I suspect the original author will be satisfied with a pragmatic solution. I'm forwarding the question to this forum, though, because I hope we can come up with something nice and clever. :) Just for fun.

The goal is to find the PID of the terminal your script is running in. Turns out, this is not as easy as it sounds. The naïve approach is to traverse the process tree. The parent process of your script is ... yeah, what is it? Most likely an interactive shell. But it could also be the terminal you're looking for if you started your script using something like "xterm -e foo.sh". On the other hand, if you launched the script from inside of Vim, there's an additional intermediate process.

Then there's SSH.

Then there's screen and tmux.

Then there's screen over SSH.

Then there's the Linux VT where the terminal emulator is not an actual process.

And so on. You get the idea.

That's what I got so far:

Code:
#!/bin/bash

find_parent_terminal()
{
    pid=$1
    comm=$(ps --no-headers -p $pid -o comm)

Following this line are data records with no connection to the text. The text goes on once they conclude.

//! Operations on the `audio` service

use serde::Deserialize;

/// Volume state of one audio output
#[derive(Debug, Clone, PartialEq, Eq, Deserialize)]
#[serde(rename_all = "camelCase")]
pub struct VolumeInfo {
    /// `"speaker"` or `"headphone"`
    pub target: String,
    pub volume: i64,
    #[serde(default)]
    pub mute: bool,
    pub max_volume: Option<i64>,
    pub min_volume: Option<i64>,
}

// result[0] is one entry per output
crate::define_bravia_operation! {
    operation: GetVolumeInformation,
    method: "getVolumeInformation",
    service: Audio,
    request: (),
    response: Vec<VolumeInfo>,
}

crate::define_bravia_operation! {
    operation: SetAudioVolume,
    method: "setAudioVolume",
    service: Audio,
    request: {
        target: String,
        volume: String,
    },
    response: (),
    parse: |_result| Ok(()),
}
//! Logging setup for hosts embedding the adapter
//!
//! The library crates only emit `tracing` events. A host that has no
//! subscriber of its own can install one here.

use tracing_subscriber::{fmt, EnvFilter, Registry};

/// Logging mode for different use cases
#[derive(Debug, Clone, Copy, PartialEq, Eq)]
pub enum LoggingMode {
    /// No subscriber is installed; events are dropped
    Silent,
    /// Compact stderr output
    Development,
    /// Verbose output with source locations
    Debug,
}

impl LoggingMode {
    /// Parse the value of `BRAVIA_LOG_MODE`
    ///
    /// Anything unrecognized falls back to [`LoggingMode::Silent`].
    pub fn from_env_value(value: &str) -> Self {
        match value.trim().to_ascii_lowercase().as_str() {
            "development" => LoggingMode::Development,
            "debug" => LoggingMode::Debug,
            _ => LoggingMode::Silent,
        }
    }
}

/// Logging configuration error
#[derive(Debug, thiserror::Error)]
pub enum LoggingError {
    #[error("Failed to initialize tracing subscriber: {0}")]
    TracingInit(String),
}

/// Initialize logging with the specified mode
///
/// Does nothing when a global subscriber is already installed.
///
/// # Environment Variables
///
/// - `BRAVIA_LOG_LEVEL`: filter directive (`debug`, `bravia_api=trace`, ...)
/// - `RUST_LOG`: used when `BRAVIA_LOG_LEVEL` is unset
///
/// ```rust,ignore
/// bravia_state::logging::init_logging(LoggingMode::Development)?;
/// ```
pub fn init_logging(mode: LoggingMode) -> Result<(), LoggingError> {
    use tracing_subscriber::{layer::SubscriberExt, util::SubscriberInitExt};

    if is_initialized() {
        tracing::debug!(?mode, "subscriber already installed, keeping it");
        return Ok(());
    }

    match mode {
        LoggingMode::Silent => Ok(()),
        LoggingMode::Development => {
            let subscriber = Registry::default()
                .with(
                    fmt::layer()
                        .with_target(false)
                        .with_thread_ids(false)
                        .with_file(false)
                        .with_line_number(false)
                        .compact(),
                )
                .with(create_env_filter("info"));

            subscriber
                .try_init()
                .map_err(|e| LoggingError::TracingInit(e.to_string()))
        }
        LoggingMode::Debug => {
            let subscriber = Registry::default()
                .with(
                    fmt::layer()
                        .pretty()
                        .with_thread_ids(true)
                        .with_file(true)
                        .with_line_number(true),
                )
                .with(create_env_filter("debug"));

            subscriber
                .try_init()
                .map_err(|e| LoggingError::TracingInit(e.to_string()))
        }
    }
}

/// Initialize logging from `BRAVIA_LOG_MODE`
/// (`silent`, `development` or `debug`; default silent)
pub fn init_logging_from_env() -> Result<(), LoggingError> {
    let mode = std::env::var("BRAVIA_LOG_MODE")
        .map(|value| LoggingMode::from_env_value(&value))
        .unwrap_or(LoggingMode::Silent);

    init_logging(mode)
}

/// `BRAVIA_LOG_LEVEL`, then `RUST_LOG`, then `default_level`
fn create_env_filter(default_level: &str) -> EnvFilter {
    if let Ok(level) = std::env::var("BRAVIA_LOG_LEVEL") {
        EnvFilter::new(level)
    } else if let Ok(rust_log) = std::env::var("RUST_LOG") {
        EnvFilter::new(rust_log)
    } else {
        EnvFilter::new(default_level)
    }
}

/// Check if a global subscriber has been installed
pub fn is_initialized() -> bool {
    tracing::dispatcher::has_been_set()
}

    echo Checking process $pid, "'$comm'"

    case $comm in
        sshd)
            echo Looks like I\'m running via SSH, PID $pid, "'$comm'"
            return
            ;;
        login)
            echo Looks like I\'m running on a Linux VT, PID $pid, "'$comm'"
            return
            ;;
    esac

    for fd in /proc/$pid/fd/*
    do
        if [[ "$(readlink -e -- "$fd" 2>/dev/null)" == /dev/ptmx ]]
        then
            echo Determined PID $pid as my terminal, "'$comm'"
            return
        fi
    done

    ppid=$(ps --no-headers -p $pid -o ppid)
    if (( ppid == 1 ))
    then
        echo Reached PID 1, could not find a terminal candidate
    else
        find_parent_terminal $ppid
    fi
}

find_parent_terminal $BASHPID

The idea is to traverse the process tree and look for clues. Terminal emulators usually hold an open file descriptor to /dev/ptmx, so that's what I try to find.

I used a Bash script, but any common language is fine.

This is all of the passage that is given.